Wednesday, December 05, 2007

Scotland, a scary place

Even the horses wear tartan.



And you must always, always, watch where you step.





And the plants are so large they get their own right of way.



And the Scots are so hardy they take their baths outside.



Well. Beyond all that, the writing has gone well this week, but what I've been constantly enjoying is all the reading.

Here's a great discovery, thanks to Sian who found it in The Faber book of Twentieth-Century Scottish Poetry: Elma Mitchell, who begins "Thoughts after Ruskin" this way:
Women reminded him of lilies and roses.
Me they remind rather of blood and soap,
Armed with a warm rag, assaulting noses,
Ears, neck, mouth and all the secret places:

Armed with a sharp knife, cutting up liver,
Holding hearts to bleed under a running tap,
Gutting and stuffing, pickling and preserving,
Scalding, blanching, broiling, pulverising,
- All the terrible chemistry of their kitchens...
And from the same anthology, I enjoyed "Chinese Poem" from Iain Crichton Smith, as I too have been wondering
When shall I see the city again,
its high towers and insurance offices,
its glare of unprincipled glass?
Rather too soon I am sure. And once I'm there perhaps I will be eating some of George MacBeth's material from "An Ode to English Food":
...Fresh, tender and unbelievable English
duck. Such

luscious morsels of you! Heap high the
groaning platter with pink fillets, suckling pig and
thick gammon, celestial chef. Be generous with the
crackling. Let your hand slip with the gravy trough,
dispensing plenty. Yes, gravy, I give you your due,
too. O savoury and delightsome gravy, toothsome
over

the soft white backs of my English potatoes,
fragrant with steam. Brave King Edwards, rough-
backed in your dry scrubbed excellence, or with
butter, salty.

And another Scottish treasure I'll be looking for is W.S. Graham, who died in 1986 but whose Nightfishing (1955) still gets hailed as a model of writing about the fishing life.
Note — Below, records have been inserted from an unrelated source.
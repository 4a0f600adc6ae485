use super::tuple::{pack, unpack};
use super::{invalid_value, out_of_range, Codec, Coder};
use crate::abi::param::ArrayLength;
use crate::abi::reader::Reader;
use crate::abi::value::AbiValue;
use crate::abi::writer::Writer;
use crate::config::WORD_SIZE;
use crate::error::{AbiError, AbiResult};

/// `T[]` and `T[K]`
///
/// Elements are laid out exactly like a tuple of K copies of `T`; the
/// dynamic form writes the element count first.
#[derive(Debug, Clone, PartialEq, Eq)]
pub struct ArrayCoder {
    coder: Box<Coder>,
    length: ArrayLength,
    local_name: Option<String>,
}

impl ArrayCoder {
    pub fn new(coder: Coder, length: ArrayLength, local_name: Option<String>) -> Self {
        Self {
            coder: Box::new(coder),
            length,
            local_name,
        }
    }

    pub fn element(&self) -> &Coder {
        &self.coder
    }

    pub fn length(&self) -> ArrayLength {
        self.length
    }
}

impl Codec for ArrayCoder {
    fn name(&self) -> &str {
        "array"
    }

    fn type_name(&self) -> String {
        match self.length {
            ArrayLength::Dynamic => format!("{}[]", self.coder.type_name()),
            ArrayLength::Fixed(n) => format!("{}[{}]", self.coder.type_name(), n),
        }
    }

    fn local_name(&self) -> Option<&str> {
        self.local_name.as_deref()
    }

    fn is_dynamic(&self) -> bool {
        self.length == ArrayLength::Dynamic || self.coder.is_dynamic()
    }

    fn encode(&self, writer: &mut Writer, value: &AbiValue) -> AbiResult<usize> {
        let items = match value {
            AbiValue::Array(items) => items,
            _ => return Err(invalid_value(self, value, "expected array value")),
        };

        let mut written = 0;
        match self.length {
            ArrayLength::Dynamic => written += writer.write_index(items.len()),
            ArrayLength::Fixed(n) if n != items.len() => {
                return Err(out_of_range(self, value, &format!("expected {} elements", n)))
            }
            ArrayLength::Fixed(_) => {}
        }

        let values: Vec<&AbiValue> = items.iter().collect();
        written += pack(writer, std::iter::repeat(&*self.coder).take(items.len()), &values)?;
        Ok(written)
    }

    fn decode(&self, reader: &mut Reader<'_>) -> AbiResult<AbiValue> {
        let count = match self.length {
            ArrayLength::Fixed(n) => {
                if self.coder.head_size().saturating_mul(n) > reader.remaining() {
                    return Err(AbiError::malformed(
                        self.type_name(),
                        "insufficient data length",
                        reader.data().len(),
                        reader.consumed(),
                    ));
                }
                n
            }
            ArrayLength::Dynamic => {
                let at = reader.consumed();
                let count = reader.read_index(self.name())?;
                // Every element takes at least one word of head
                if count.saturating_mul(WORD_SIZE) > reader.data().len() {
                    return Err(AbiError::malformed(
                        self.type_name(),
                        "insufficient data length",
                        reader.data().len(),
                        at,
                    ));
                }
                count
            }
        };

        let values = unpack(reader, std::iter::repeat(&*self.coder).take(count))?;
        Ok(reader.coerce(self.name(), AbiValue::Array(values)))
    }

    fn default_value(&self) -> AbiValue {
        match self.length {
            ArrayLength::Dynamic => AbiValue::Array(Vec::new()),
            ArrayLength::Fixed(n) => AbiValue::Array(vec![self.coder.default_value(); n]),
        }
    }
}
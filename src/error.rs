//! Unified error types for the ABI codec
//!
//! Every failure carries the parameter name and declared type it was raised
//! for, and for encode errors the offending value, so callers can report a
//! precise diagnostic without re-deriving it.

use serde::{Deserialize, Serialize};
use thiserror::Error;

/// Error kinds for categorization
#[derive(Debug, Clone, Copy, PartialEq, Eq, Hash, Serialize, Deserialize)]
#[serde(rename_all = "snake_case")]
pub enum ErrorKind {
    /// Unrecognized type string or invalid width/size
    InvalidType,
    /// Top-level (or tuple) type and value counts differ
    ArgumentMismatch,
    /// Value does not fit the declared width or length
    ValueOutOfRange,
    /// Value has the wrong shape for its type
    InvalidValue,
    /// Decode buffer is too short, misaligned or otherwise corrupt
    MalformedData,
    /// A coder was asked to do something it structurally cannot
    UnsupportedOperation,
}

/// Main error type for all codec operations
#[derive(Debug, Clone, PartialEq, Eq, Error)]
pub enum AbiError {
    #[error("invalid type {type_name:?}: {reason}")]
    InvalidType { type_name: String, reason: String },

    #[error("types/values length mismatch (types={types}, values={values}, value={value})")]
    ArgumentMismatch {
        types: usize,
        values: usize,
        value: String,
    },

    #[error("{reason} (param={param:?}, type={type_name}, value={value})")]
    ValueOutOfRange {
        param: String,
        type_name: String,
        value: String,
        reason: String,
    },

    #[error("{reason} (param={param:?}, type={type_name}, value={value})")]
    InvalidValue {
        param: String,
        type_name: String,
        value: String,
        reason: String,
    },

    #[error("{reason} (type={type_name}, length={length}, offset={offset})")]
    MalformedData {
        type_name: String,
        reason: String,
        length: usize,
        offset: usize,
    },

    #[error("unsupported operation {operation} on {coder} coder")]
    UnsupportedOperation { coder: String, operation: String },
}

impl AbiError {
    pub fn invalid_type(type_name: impl Into<String>, reason: impl Into<String>) -> Self {
        Self::InvalidType {
            type_name: type_name.into(),
            reason: reason.into(),
        }
    }

    pub fn out_of_range(
        param: impl Into<String>,
        type_name: impl Into<String>,
        value: impl std::fmt::Debug,
        reason: impl Into<String>,
    ) -> Self {
        Self::ValueOutOfRange {
            param: param.into(),
            type_name: type_name.into(),
            value: format!("{:?}", value),
            reason: reason.into(),
        }
    }

    pub fn invalid_value(
        param: impl Into<String>,
        type_name: impl Into<String>,
        value: impl std::fmt::Debug,
        reason: impl Into<String>,
    ) -> Self {
        Self::InvalidValue {
            param: param.into(),
            type_name: type_name.into(),
            value: format!("{:?}", value),
            reason: reason.into(),
        }
    }

    pub fn malformed(
        type_name: impl Into<String>,
        reason: impl Into<String>,
        length: usize,
        offset: usize,
    ) -> Self {
        Self::MalformedData {
            type_name: type_name.into(),
            reason: reason.into(),
            length,
            offset,
        }
    }

    pub fn unsupported(coder: impl Into<String>, operation: impl Into<String>) -> Self {
        Self::UnsupportedOperation {
            coder: coder.into(),
            operation: operation.into(),
        }
    }

    /// The category of this error
    pub fn kind(&self) -> ErrorKind {
        match self {
            AbiError::InvalidType { .. } => ErrorKind::InvalidType,
            AbiError::ArgumentMismatch { .. } => ErrorKind::ArgumentMismatch,
            AbiError::ValueOutOfRange { .. } => ErrorKind::ValueOutOfRange,
            AbiError::InvalidValue { .. } => ErrorKind::InvalidValue,
            AbiError::MalformedData { .. } => ErrorKind::MalformedData,
            AbiError::UnsupportedOperation { .. } => ErrorKind::UnsupportedOperation,
        }
    }
}

/// Result type alias for codec operations
pub type AbiResult<T> = Result<T, AbiError>;

// Conversions from common error types

impl From<hex::FromHexError> for AbiError {
    fn from(e: hex::FromHexError) -> Self {
        AbiError::invalid_value("", "hex", e.to_string(), "invalid hex data")
    }
}

impl From<serde_json::Error> for AbiError {
    fn from(e: serde_json::Error) -> Self {
        AbiError::invalid_type("json", e.to_string())
    }
}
He writes well about the cold, too, in "Malcom Mooney's Land" which I read in hopeful anticipation of prairie blizzards (experienced from a warm and safe observation point) in my future...
From wherever it is I urge these words
To find their subtle vents, the northern dazzle
of silence cranes to watch. Footprint on foot
Print, word on word, and each on a fool's errand.
...
From the rimed bag of sleep, Wednesday,
My words crackle in the early air.
Thistles of ice about my chin.
My dreams, my breath a ruff of crystals.
the new ice falls from canvas walls.
Just taking a last look round Edinburgh before I vanish back down south on Saturday and way back west on Tuesday. The city is, as you might expect, full of Christmas buzz, although the bus system is making me cranky and is a sterling example of the evils of privatisation. Here's a challenge to all: in what other major city on the planet can you find multiple bus companies running separate services along many of the same routes, where the companies do not accept one another's day passes, and where the bus drivers can only sell you day passes that work on that service? The maps (like those of Parma) are a confusing if colourful spaghetti-like maze and I suppose that the colourblind bus riders of Scotland have all long since given up and moved away. Or bought cars.
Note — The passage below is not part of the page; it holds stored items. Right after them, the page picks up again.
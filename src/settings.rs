// src/settings.rs
//
// Bridge settings: defaults, the JSON settings file, and the loose option
// maps handed over by the host driver framework.

use serde::{Deserialize, Serialize};
use serde_json::Value;
use std::collections::HashMap;
use std::path::{Path, PathBuf};
use std::time::Duration;

use crate::io::IoError;

/// Option map as passed to `init` / `subscribe` by the host framework
pub type DriverOptions = HashMap<String, Value>;

/// Option keys understood by the bridge
pub const OPT_RETRY_INTERVAL: &str = "retry_interval";
pub const OPT_RETRY_INTERVAL_MS: &str = "retry_interval_ms";
pub const OPT_READ_TIMEOUT_MS: &str = "read_timeout_ms";

#[derive(Debug, Serialize, Deserialize, Clone, PartialEq)]
pub struct BridgeSettings {
    /// Serial port to look for, e.g. "/dev/ttyUSB0" or "COM3"
    #[serde(default)]
    pub port_name: Option<String>,
    #[serde(default = "default_retry_interval")]
    pub retry_interval: u64, // seconds
    /// Overrides `retry_interval` when set
    #[serde(default)]
    pub retry_interval_ms: Option<u64>,
    #[serde(default = "default_read_timeout_ms")]
    pub read_timeout_ms: u64,
    /// Directory for log files (None = stderr only)
    #[serde(default)]
    pub log_dir: Option<PathBuf>,
}

fn default_retry_interval() -> u64 {
    5
}
fn default_read_timeout_ms() -> u64 {
    250
}

impl Default for BridgeSettings {
    fn default() -> Self {
        Self {
            port_name: None,
            retry_interval: default_retry_interval(),
            retry_interval_ms: None,
            read_timeout_ms: default_read_timeout_ms(),
            log_dir: None,
        }
    }
}

impl BridgeSettings {
    /// Pause between discovery scans and between open attempts
    pub fn retry_interval(&self) -> Duration {
        match self.retry_interval_ms {
            Some(ms) => Duration::from_millis(ms),
            None => Duration::from_secs(self.retry_interval),
        }
    }

    /// Serial read timeout; bounds how long a listener takes to notice a stop
    pub fn read_timeout(&self) -> Duration {
        Duration::from_millis(self.read_timeout_ms.max(1))
    }

    pub fn with_retry_interval(mut self, interval: Duration) -> Self {
        self.retry_interval_ms = Some(interval.as_millis() as u64);
        self
    }

    /// Merge a host option map into these settings.
    /// Unknown keys are ignored; known keys with the wrong type are rejected.
    pub fn apply_options(&mut self, options: &DriverOptions) -> Result<(), IoError> {
        if let Some(v) = options.get(OPT_RETRY_INTERVAL) {
            self.retry_interval = option_u64(OPT_RETRY_INTERVAL, v)?;
            self.retry_interval_ms = None;
        }
        if let Some(v) = options.get(OPT_RETRY_INTERVAL_MS) {
            self.retry_interval_ms = Some(option_u64(OPT_RETRY_INTERVAL_MS, v)?);
        }
        if let Some(v) = options.get(OPT_READ_TIMEOUT_MS) {
            self.read_timeout_ms = option_u64(OPT_READ_TIMEOUT_MS, v)?;
        }
        Ok(())
    }

    pub fn from_options(options: &DriverOptions) -> Result<Self, IoError> {
        let mut settings = Self::default();
        settings.apply_options(options)?;
        Ok(settings)
    }
}

fn option_u64(key: &str, value: &Value) -> Result<u64, IoError> {
    value
        .as_u64()
        .ok_or_else(|| IoError::config(format!("option '{}' must be a non-negative integer, got {}", key, value)))
}

/// Default settings file location: `<config dir>/pulseox-bridge/settings.json`
pub fn default_settings_path() -> Option<PathBuf> {
    dirs::config_dir().map(|dir| dir.join("pulseox-bridge").join("settings.json"))
}

/// Load settings from `path`. A missing file yields the defaults.
pub fn load_settings_from(path: &Path) -> Result<BridgeSettings, IoError> {
    if !path.exists() {
        return Ok(BridgeSettings::default());
    }
    let content = std::fs::read_to_string(path)
        .map_err(|e| IoError::config(format!("Failed to read settings: {}", e)))?;
    serde_json::from_str(&content)
        .map_err(|e| IoError::config(format!("Failed to parse settings: {}", e)))
}

/// Load settings from the default location
pub fn load_settings() -> Result<BridgeSettings, IoError> {
    match default_settings_path() {
        Some(path) => load_settings_from(&path),
        None => Ok(BridgeSettings::default()),
    }
}

pub fn save_settings_to(path: &Path, settings: &BridgeSettings) -> Result<(), IoError> {
    if let Some(dir) = path.parent() {
        std::fs::create_dir_all(dir)
            .map_err(|e| IoError::config(format!("Failed to create settings dir: {}", e)))?;
    }
    let content = serde_json::to_string_pretty(settings)
        .map_err(|e| IoError::config(format!("Failed to serialize settings: {}", e)))?;
    std::fs::write(path, content)
        .map_err(|e| IoError::config(format!("Failed to write settings: {}", e)))
}
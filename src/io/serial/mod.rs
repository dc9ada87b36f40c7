// src/io/serial/mod.rs
//
// Serial port driver for push-only line devices.
//
// Features:
// - Port discovery by name with unbounded retry
// - Line framing over a timed-out blocking read
// - Supervised listener that reopens the port after any I/O fault

pub mod lines;
pub mod ports;
pub mod supervisor;
pub(crate) mod utils;

pub use lines::{LineReader, LineSource};
pub use ports::{DeviceEndpoint, PortBackend, PortKind, SerialPortBackend};
pub use supervisor::Supervisor;
pub use utils::{LineParams, Parity};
The main attractions for me today were to see the Joan Eardley exhibition I'd been hearing about, and to see what was up at the ethical Christmas fair on Princes Street. The sun is shining, the wind is blowing, and ever so occasionally, there's a little smack of mist.

1 Comments:

Blogger Brenda Schmidt said...

Prairie blizzards! I hope that means what I think it means!

It's been wonderful following your journey. Congratulations on your Masters of Food Culture.